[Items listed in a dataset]
※
//! Scenario sampling
//!
//! Resolves the textual variable declarations of a model into typed
//! distributions and draws independent scenarios from them.
//!
//! # Key Principles
//!
//! 1. **Determinism**: Same seed + same model → same scenarios
//! 2. **Independence**: Each variable is drawn separately per scenario;
//!    no correlation beyond what the distributions encode
//! 3. **Fail fast**: An unknown distribution kind aborts the whole run
//!    before a single scenario is produced
//!
//! # Example
//!
//! ```
//! use montecarlo_core::models::VariableSpec;
//! use montecarlo_core::scenarios::ScenarioSampler;
//! use montecarlo_core::RngManager;
//! use std::collections::BTreeMap;
//!
//! let mut variables = BTreeMap::new();
//! variables.insert(
//!     "X".to_string(),
//!     VariableSpec::new("uniform", &[("low", 0.0), ("high", 1.0)]),
//! );
//!
//! let sampler = ScenarioSampler::new(&variables).unwrap();
//! let mut rng = RngManager::new(42);
//! let scenario = sampler.sample(&mut rng);
//! assert!((0.0..1.0).contains(&scenario["X"]));
//! ```

use crate::models::{Scenario, VariableSpec};
use crate::rng::{RngManager, POISSON_MAX_LAM};
use std::collections::BTreeMap;
use thiserror::Error;

/// Errors raised while resolving variable declarations
#[derive(Debug, Error, PartialEq)]
pub enum SamplingError {
    #[error("Unknown distribution '{kind}' for variable '{variable}'")]
    UnknownDistribution { variable: String, kind: String },

    #[error("Variable '{variable}' ({kind}) is missing parameter '{param}'")]
    MissingParameter {
        variable: String,
        kind: &'static str,
        param: &'static str,
    },

    #[error("Variable '{variable}': {reason}")]
    InvalidParameter { variable: String, reason: String },
}

/// A resolved variable distribution
#[derive(Debug, Clone, Copy, PartialEq)]
pub enum Distribution {
    /// Gaussian with mean `loc` and standard deviation `scale`
    Normal { loc: f64, scale: f64 },

    /// Continuous uniform over `[low, high)`
    Uniform { low: f64, high: f64 },

    /// Poisson counts with rate `lam`
    Poisson { lam: f64 },
}

impl Distribution {
    /// Resolve a declaration into a typed distribution.
    pub fn from_spec(variable: &str, spec: &VariableSpec) -> Result<Self, SamplingError> {
        let kind = spec.distribution.trim().to_ascii_lowercase();
        let param = |kind: &'static str, name: &'static str| -> Result<f64, SamplingError> {
            let value = spec
                .params
                .get(name)
                .copied()
                .ok_or_else(|| SamplingError::MissingParameter {
                    variable: variable.to_string(),
                    kind,
                    param: name,
                })?;
            if !value.is_finite() {
                return Err(SamplingError::InvalidParameter {
                    variable: variable.to_string(),
                    reason: format!("{} must be finite", name),
                });
            }
            Ok(value)
        };
        let invalid = |reason: String| SamplingError::InvalidParameter {
            variable: variable.to_string(),
            reason,
        };

        match kind.as_str() {
            "normal" => {
                let loc = param("normal", "loc")?;
                let scale = param("normal", "scale")?;
                if scale < 0.0 {
                    return Err(invalid(format!("scale must be >= 0, got {}", scale)));
                }
                Ok(Distribution::Normal { loc, scale })
            }
            "uniform" => {
                let low = param("uniform", "low")?;
                let high = param("uniform", "high")?;
                if high <= low {
                    return Err(invalid(format!(
                        "uniform needs low < high, got [{}, {})",
                        low, high
                    )));
                }
                Ok(Distribution::Uniform { low, high })
            }
            "poisson" => {
                let lam = param("poisson", "lam")?;
                if lam < 0.0 {
                    return Err(invalid(format!("lam must be >= 0, got {}", lam)));
                }
                if lam > POISSON_MAX_LAM {
                    return Err(invalid(format!(
                        "lam must be <= {:e}, got {:e}",
                        POISSON_MAX_LAM, lam
                    )));
                }
                Ok(Distribution::Poisson { lam })
            }
            _ => Err(SamplingError::UnknownDistribution {
                variable: variable.to_string(),
                kind: spec.distribution.clone(),
            }),
        }
    }

    /// Draw one value.
    pub fn sample(&self, rng: &mut RngManager) -> f64 {
        match *self {
            Distribution::Normal { loc, scale } => rng.normal(loc, scale),
            Distribution::Uniform { low, high } => rng.uniform(low, high),
            Distribution::Poisson { lam } => rng.poisson(lam) as f64,
        }
    }

    pub fn kind(&self) -> &'static str {
        match self {
            Distribution::Normal { .. } => "normal",
            Distribution::Uniform { .. } => "uniform",
            Distribution::Poisson { .. } => "poisson",
        }
    }
}

/// Draws whole scenarios from a model's variables
#[derive(Debug, Clone)]
pub struct ScenarioSampler {
    variables: Vec<(String, Distribution)>,
}

impl ScenarioSampler {
    /// Resolve every variable up front.
    ///
    /// # Errors
    ///
    /// The first unresolvable variable (in name order) is reported.
    pub fn new(variables: &BTreeMap<String, VariableSpec>) -> Result<Self, SamplingError> {
        let variables = variables
            .iter()
            .map(|(name, spec)| Ok((name.clone(), Distribution::from_spec(name, spec)?)))
            .collect::<Result<Vec<_>, SamplingError>>()?;
        Ok(Self { variables })
    }

    /// Draw one independent scenario.
    pub fn sample(&self, rng: &mut RngManager) -> Scenario {
        self.variables
            .iter()
            .map(|(name, dist)| (name.clone(), dist.sample(rng)))
            .collect()
    }

    pub fn variables(&self) -> impl Iterator<Item = (&str, &Distribution)> {
        self.variables.iter().map(|(name, dist)| (name.as_str(), dist))
    }
}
※
Exercise prompt: The lines that mention the word "typed" should be pulled from the records above.

Written solution:
//! Resolves the textual variable declarations of a model into typed
    /// Resolve a declaration into a typed distribution.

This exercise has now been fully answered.